Blumen’ Brilliant
So I decided to watch Heston’s Feasts on Channel 4, in which the chef Heston Blumenthal is preparing a feast for a bunch of celebrity guests based on a particular time period. This weeks was The Victorians.
I decided to watch this for a number of reasons. Firstly, I became aware of the programme because the current issue of the TV listings magazine The Radio Times has an interview with Heston, where he discusses some of the dishes which will be seen in the series. That planted the initial seed.
And then I read Charlie Brooker’s screen burn column in Saturday’s Guardian Guide. In fact, I think it was the opening paragraph sold it for me:
Perspex Soup. Wind and Pineapple Biscuits. Absinthe and Dildos. One of these is genuinely on the menu in Heston Blumenthal’s Feast (Tue, 9pm, C4), which is without doubt the most mental cookery programme you’ll ever see, unless you’re in the habit of necking six LSD tabs on a weekend morning and staring at Saturday Kitchen until James Martin’s face turns into a singing horseshoe in space.Charlie Brooker’s Screen Burn / The Guardian
Although having really enjoyed Heston’s Victorian Feast, I do hope this doesn’t mean I’m contractually obliged to drop six LSD tabs and watch Saturday Kitchen next weekend…
Fortunately, I was sat at my computer while watching Heston, and therefore felt obliged to spout bollocks about it via Twitter, as well as reading other people’s opinions on this (or at least those other people I follow and were talking about it). These included @glinner (comedy writer Graham Linehan), and fellow bloggers @stephenlang and @pekingspring (although I’m not entirely sure whether that last one was watching also, or just chipping in to the conversation).
But it was enjoyable, having a virtually real-time conversation with people about a shared watching experience, despite the fact that we were all in very separate locations (and in @glinner’s case, probably not hearing our parts of the conversation). I don’t know why it was fun to watch the programme ‘together’, but it was. It’s nice to see what other people feel about it in real time.
Same time next week, eh lads?
Also, I’m not entirely sure how the fact that Victorian doctors used to masturbate Victorian ladies in order to relieve “hysteria” was worked into the programme.
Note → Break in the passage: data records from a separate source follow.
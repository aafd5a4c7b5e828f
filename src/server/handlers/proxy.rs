use crate::{
    dash::rewriter,
    error::{HelmsmanError, Result},
    metrics,
    server::state::AppState,
};
use axum::{
    body::{Body, Bytes},
    extract::{Request, State},
    http::{HeaderMap, HeaderValue, Method, StatusCode, header},
    response::{IntoResponse, Response},
};
use chrono::Utc;
use std::time::{Duration, Instant};
use tracing::{info, warn};

/// Deadline for one proxied transfer
const REQUEST_TIMEOUT: Duration = Duration::from_secs(30);
/// Relaxed deadline while an operator is seeding content (SetupMode)
const SETUP_REQUEST_TIMEOUT: Duration = Duration::from_secs(300);

/// Forward any GET to the upstream gateway, timing the transfer.
///
/// Manifest responses (basename containing `.mpd`) pass through the
/// bandwidth rewriter. Segment responses feed the requesting client's
/// throughput estimate and the stream's cached-segment inventory; requests
/// that hit the deadline update neither.
pub async fn proxy_request(State(state): State<AppState>, req: Request) -> Result<Response> {
    if req.method() != Method::GET {
        metrics::record_request("proxy", 405);
        return Ok(StatusCode::METHOD_NOT_ALLOWED.into_response());
    }

    let fullpath = req.uri().path().to_string();
    let query = req.uri().query().map(str::to_string);
    let (stream_key, basename) = split_path(&fullpath);
    let client_id = req
        .headers()
        .get("clientID")
        .and_then(|value| value.to_str().ok())
        .unwrap_or("")
        .to_string();

    state.throughput.ensure(&client_id);

    let is_manifest = basename.contains(".mpd");
    let endpoint = if is_manifest { "manifest" } else { "proxy" };

    info!(path = %fullpath, client = %client_id, "proxying request");

    let mut forwarded = req.headers().clone();
    // force fresh bodies: a 304 carries nothing to time or rewrite
    forwarded.remove(header::IF_MODIFIED_SINCE);
    forwarded.remove(header::IF_NONE_MATCH);
    forwarded.remove(header::HOST);
    forwarded.remove(header::CONNECTION);
    if is_manifest {
        // the rewriter needs an identity body to decode
        forwarded.remove(header::ACCEPT_ENCODING);
    }

    let mut upstream_url = state.config.upstream.clone();
    upstream_url.set_path(&fullpath);
    upstream_url.set_query(query.as_deref());

    let deadline = if state.controls.setup_mode() {
        SETUP_REQUEST_TIMEOUT
    } else {
        REQUEST_TIMEOUT
    };

    let fetch = async {
        let response = state
            .http_client
            .get(upstream_url)
            .headers(forwarded)
            .send()
            .await?;
        let status = response.status();
        let headers = response.headers().clone();
        let body = response.bytes().await?;
        Ok::<_, reqwest::Error>((status, headers, body))
    };

    let started = Instant::now();
    let (status, upstream_headers, body) = match tokio::time::timeout(deadline, fetch).await {
        Ok(Ok(parts)) => parts,
        Ok(Err(e)) => {
            metrics::record_upstream_error();
            metrics::record_request(endpoint, 502);
            return Err(HelmsmanError::UpstreamFetch(e));
        }
        Err(_) => {
            warn!(path = %fullpath, "transfer exceeded {}s deadline", deadline.as_secs());
            metrics::record_timeout();
            metrics::record_request(endpoint, 504);
            return Err(HelmsmanError::UpstreamTimeout);
        }
    };
    // the body is fully buffered, so the clock covers the whole transfer
    let elapsed = started.elapsed();

    let response = if is_manifest {
        if status != StatusCode::OK {
            warn!(%status, path = %fullpath, "upstream manifest response");
        }
        manifest_response(&state, stream_key, &client_id, status, &upstream_headers, body)
    } else {
        if let Some(stream) = state.streams.get(stream_key) {
            if let Some((segment, quality)) = stream.templates.parse_segment(basename) {
                if let Some(is_cached) =
                    state
                        .throughput
                        .record(&client_id, body.len() as u64, elapsed)
                {
                    metrics::record_classification(is_cached);
                }
                stream.inventory.add_record(segment, quality, &client_id);
            }
        }
        proxied_response(status, &upstream_headers, body)
    };

    metrics::record_request(endpoint, status.as_u16());
    metrics::record_duration(endpoint, started);

    Ok(response)
}

/// Rewrite a manifest body, falling back to the origin bytes when the
/// document does not decode or re-encode.
fn manifest_response(
    state: &AppState,
    stream_key: &str,
    client_id: &str,
    status: StatusCode,
    upstream_headers: &HeaderMap,
    body: Bytes,
) -> Response {
    let client = state.throughput.snapshot(client_id);
    let policy_name = state.controls.policy();

    let rewritten = std::str::from_utf8(&body).ok().and_then(|xml| {
        match rewriter::rewrite_manifest(
            xml,
            &state.streams,
            stream_key,
            client_id,
            &client,
            &policy_name,
        ) {
            Ok(xml) => Some(xml),
            Err(e) => {
                warn!("manifest rewrite failed, passing origin body through: {}", e);
                None
            }
        }
    });

    match rewritten {
        Some(xml) => {
            let mut response = proxied_response(status, upstream_headers, Bytes::from(xml));
            let headers = response.headers_mut();
            headers.insert(header::LAST_MODIFIED, http_date_now());
            headers.insert(header::CACHE_CONTROL, HeaderValue::from_static("no-cache"));
            response
        }
        None => proxied_response(status, upstream_headers, body),
    }
}

/// Build a client response from upstream parts.
///
/// Hop-by-hop headers are dropped, the length reflects the body actually
/// sent, and `Connection: close` keeps measured transfers off reused
/// connections.
fn proxied_response(status: StatusCode, upstream_headers: &HeaderMap, body: Bytes) -> Response {
    let length = body.len();
    let mut response = Response::new(Body::from(body));
    *response.status_mut() = status;

    let headers = response.headers_mut();
    *headers = upstream_headers.clone();
    headers.remove(header::TRANSFER_ENCODING);
    headers.insert(header::CONTENT_LENGTH, HeaderValue::from(length));
    headers.insert(header::CONNECTION, HeaderValue::from_static("close"));

    response
}

/// Split a request path into its stream key (directory) and basename.
fn split_path(fullpath: &str) -> (&str, &str) {
    match fullpath.rsplit_once('/') {
        Some(("", basename)) => ("/", basename),
        Some((dir, basename)) => (dir, basename),
        None => ("", fullpath),
    }
}

/// Current time as an RFC 1123 HTTP date
fn http_date_now() -> HeaderValue {
    let stamp = Utc::now().format("%a, %d %b %Y %H:%M:%S GMT").to_string();
    HeaderValue::from_str(&stamp)
        .unwrap_or_else(|_| HeaderValue::from_static("Thu, 01 Jan 1970 00:00:00 GMT"))
}
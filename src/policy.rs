use tracing::warn;

/// Cached-set size at which DYNAMIC-LOWLEVEL stops deflating bandwidths.
pub const LOW_LEVEL_CACHED_THRESHOLD: usize = 8;

/// Bandwidth rewrite policy, selectable at runtime via `POST /settings`.
///
/// The `Dynamic*` variants are meta-policies: [`Policy::resolve`] collapses
/// each of them to a concrete rule per rewrite, using the requesting
/// client's last transfer classification and the size of the upcoming
/// segment's cached set. The `*Smooth` rules are accepted by the selector
/// but currently apply no change; the smoothing ratios they would consume
/// are tracked on the client throughput record.
#[derive(Debug, Clone, Copy, PartialEq, Eq)]
pub enum Policy {
    CacheBased,
    UncacheBased,
    Uniform,
    UniformSweet,
    Unchange,
    Baseline,
    CacheBasedSmooth,
    UncacheBasedSmooth,
    Dynamic,
    DynamicSmooth,
    DynamicLowLevel,
    DynamicBackendSpeed,
}

impl Policy {
    /// Parse a policy name as accepted by the control plane.
    pub fn from_name(name: &str) -> Option<Policy> {
        match name {
            "CACHEBASED" => Some(Policy::CacheBased),
            "UNCACHEBASED" => Some(Policy::UncacheBased),
            "UNIFORM" => Some(Policy::Uniform),
            "UNIFORM-SWEET" => Some(Policy::UniformSweet),
            "UNCHANGE" => Some(Policy::Unchange),
            "BASELINE" => Some(Policy::Baseline),
            "CACHEBASED-SMOOTH" => Some(Policy::CacheBasedSmooth),
            "UNCACHEBASED-SMOOTH" => Some(Policy::UncacheBasedSmooth),
            "DYNAMIC" => Some(Policy::Dynamic),
            "DYNAMIC-SMOOTH" => Some(Policy::DynamicSmooth),
            "DYNAMIC-LOWLEVEL" => Some(Policy::DynamicLowLevel),
            "DYNAMIC-BACKENDSPEED" => Some(Policy::DynamicBackendSpeed),
            _ => None,
        }
    }

    pub fn name(self) -> &'static str {
        match self {
            Policy::CacheBased => "CACHEBASED",
            Policy::UncacheBased => "UNCACHEBASED",
            Policy::Uniform => "UNIFORM",
            Policy::UniformSweet => "UNIFORM-SWEET",
            Policy::Unchange => "UNCHANGE",
            Policy::Baseline => "BASELINE",
            Policy::CacheBasedSmooth => "CACHEBASED-SMOOTH",
            Policy::UncacheBasedSmooth => "UNCACHEBASED-SMOOTH",
            Policy::Dynamic => "DYNAMIC",
            Policy::DynamicSmooth => "DYNAMIC-SMOOTH",
            Policy::DynamicLowLevel => "DYNAMIC-LOWLEVEL",
            Policy::DynamicBackendSpeed => "DYNAMIC-BACKENDSPEED",
        }
    }

    /// Collapse meta-policies to the concrete rule for one rewrite.
    ///
    /// `request_high_quality` is the requesting client's last transfer
    /// classification; `cached_count` is the size of the cached set for the
    /// segment the client is expected to fetch next.
    pub fn resolve(self, request_high_quality: bool, cached_count: usize) -> Policy {
        match self {
            Policy::Dynamic => {
                if request_high_quality {
                    Policy::CacheBased
                } else {
                    Policy::UncacheBased
                }
            }
            Policy::DynamicSmooth => {
                if request_high_quality {
                    Policy::CacheBasedSmooth
                } else {
                    Policy::UncacheBasedSmooth
                }
            }
            Policy::DynamicLowLevel => {
                if cached_count >= LOW_LEVEL_CACHED_THRESHOLD {
                    Policy::Unchange
                } else {
                    Policy::UncacheBased
                }
            }
            Policy::DynamicBackendSpeed => {
                if request_high_quality {
                    Policy::Unchange
                } else {
                    Policy::UncacheBasedSmooth
                }
            }
            concrete => concrete,
        }
    }

    /// Resolve a configured policy name. Unknown names leave the manifest
    /// unchanged so a bad `/settings` POST never wedges the proxy.
    pub fn resolve_name(name: &str, request_high_quality: bool, cached_count: usize) -> Policy {
        match Policy::from_name(name) {
            Some(policy) => policy.resolve(request_high_quality, cached_count),
            None => {
                warn!("Unknown policy {:?}, leaving manifest unchanged", name);
                Policy::Unchange
            }
        }
    }
}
The chain of logic appeared to be:
- We’re having jelly
- We need to make the jelly wobble
- What can we use to make jelly wobble?
- I know! A vibrating cock!
- Did you know, Victorian Doctors used to…
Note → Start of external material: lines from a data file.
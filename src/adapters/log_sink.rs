//! Log-based event sink adapter.
//!
//! Implements [`EventSink`] by writing application events to the ESP-IDF
//! logger (which goes to UART / USB-CDC in production).  State changes
//! produce the diagnostic line `Channel <n>: <STATE>`, once per
//! transition.

use log::{info, warn};

use crate::app::events::AppEvent;
use crate::app::ports::EventSink;
use crate::fsm::{Channel, CoverState};

/// Adapter that logs every [`AppEvent`] to the serial console.
#[derive(Debug, Default)]
pub struct LogEventSink;

impl LogEventSink {
    pub fn new() -> Self {
        Self
    }
}

/// The diagnostic line for a channel entering `state`.
pub fn state_line(channel: Channel, state: CoverState) -> String {
    format!("Channel {}: {}", channel.index(), state.name())
}

impl EventSink for LogEventSink {
    fn emit(&mut self, event: &AppEvent) {
        match event {
            AppEvent::Started { initial } => {
                for channel in Channel::ALL {
                    info!("{}", state_line(channel, *initial));
                }
            }
            AppEvent::StateChanged { channel, to, .. } => {
                info!("{}", state_line(*channel, *to));
            }
            AppEvent::FaultDetected(fault) => {
                warn!("FAULT | {fault}");
            }
            AppEvent::FaultCleared(fault) => {
                info!("FAULT | cleared: {fault}");
            }
            AppEvent::JumpersChanged(settings) => {
                info!(
                    "JUMPERS | A={:?} B={:?} hold_open={} hold_close={}",
                    settings.channel(Channel::A).polarity(),
                    settings.channel(Channel::B).polarity(),
                    settings.mode.hold_to_open,
                    settings.mode.hold_to_close,
                );
            }
            AppEvent::InputFailure(e) => {
                warn!("INPUT | {e}");
            }
        }
    }
}
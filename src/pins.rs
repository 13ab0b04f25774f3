//! GPIO pin assignments for the DualCover controller board (ESP32-S3).
//!
//! Single source of truth: every driver references this module rather than
//! hard-coding pin numbers.  Change a pin here and it propagates everywhere.

// ---------------------------------------------------------------------------
// Motor relays (two per channel, H-bridge wiring)
// ---------------------------------------------------------------------------

/// Channel A (M1), output A: energized = open direction.
pub const RELAY_M1A_GPIO: i32 = 4;
/// Channel A (M1), output B: energized = close direction.
pub const RELAY_M1B_GPIO: i32 = 5;
/// Channel B (M2), output A.
pub const RELAY_M2A_GPIO: i32 = 6;
/// Channel B (M2), output B.
pub const RELAY_M2B_GPIO: i32 = 7;

// ---------------------------------------------------------------------------
// Push buttons (shared by both channels, pull-up inputs)
// ---------------------------------------------------------------------------

pub const BUTTON_OPEN_GPIO: i32 = 15;
pub const BUTTON_CLOSE_GPIO: i32 = 16;
pub const BUTTON_STOP_GPIO: i32 = 17;

// ---------------------------------------------------------------------------
// Limit switches (pull-up inputs)
// ---------------------------------------------------------------------------

/// S1: channel A top.
pub const ENDSW_S1_UP_GPIO: i32 = 8;
/// S2: channel A bottom.
pub const ENDSW_S2_DOWN_GPIO: i32 = 9;
/// S3: channel B top.
pub const ENDSW_S3_UP_GPIO: i32 = 10;
/// S4: channel B bottom.
pub const ENDSW_S4_DOWN_GPIO: i32 = 11;

// ---------------------------------------------------------------------------
// Configuration jumpers (pull-up inputs, fitted jumper = LOW)
// ---------------------------------------------------------------------------

/// J1: channel A limit logic. LOW = NO, HIGH = NC.
pub const JUMP_1_GPIO: i32 = 12;
/// J2: channel B limit logic. LOW = NO, HIGH = NC.
pub const JUMP_2_GPIO: i32 = 13;
/// J3: open button logic. LOW = push once, HIGH = hold to move.
pub const JUMP_3_GPIO: i32 = 14;
/// J4: close button logic. LOW = push once, HIGH = hold to move.
pub const JUMP_4_GPIO: i32 = 18;

// ---------------------------------------------------------------------------
// Signal lamps
// ---------------------------------------------------------------------------

pub const SIGNAL_LIGHT_A_GPIO: i32 = 1;
pub const SIGNAL_LIGHT_B_GPIO: i32 = 2;

/// On-board LED, mirrors the blink phase as a heartbeat.
pub const HEARTBEAT_LED_GPIO: i32 = 48;

/// Every pin configured as a pull-up input.
pub const INPUT_PINS: [i32; 11] = [
    BUTTON_OPEN_GPIO,
    BUTTON_CLOSE_GPIO,
    BUTTON_STOP_GPIO,
    ENDSW_S1_UP_GPIO,
    ENDSW_S2_DOWN_GPIO,
    ENDSW_S3_UP_GPIO,
    ENDSW_S4_DOWN_GPIO,
    JUMP_1_GPIO,
    JUMP_2_GPIO,
    JUMP_3_GPIO,
    JUMP_4_GPIO,
];

/// Every pin configured as a push-pull output.
pub const OUTPUT_PINS: [i32; 7] = [
    RELAY_M1A_GPIO,
    RELAY_M1B_GPIO,
    RELAY_M2A_GPIO,
    RELAY_M2B_GPIO,
    SIGNAL_LIGHT_A_GPIO,
    SIGNAL_LIGHT_B_GPIO,
    HEARTBEAT_LED_GPIO,
];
Oh, and I also have a new ambition. To become a celebrity in time for the next series of this, so I can be invited to come along and eat this fantastically bizarre food — like the edible garden, for example — without, and this is the important part, having to pay for it.
But please, watch this. It is just too entertainingly bizarre to miss. If you did miss it, but you’re based in the UK, you can catch up with Channel 4’s catchup service, and I would urge you to do so.
If you like that you’ll absolutely adore this
http://video.google.com/videoplay?docid=-3946041067151475342&hl=en
I liked Heston when he did the programme about revamping Little Chef, so thought I’d give his new show a try. I really enjoyed it, but can’t believe what a perfectionist he is…and also I wonder what goes on in his mind for him to come up with some of this stuff:
Heston: I removed the motors from the vibrating tongues… (!!!)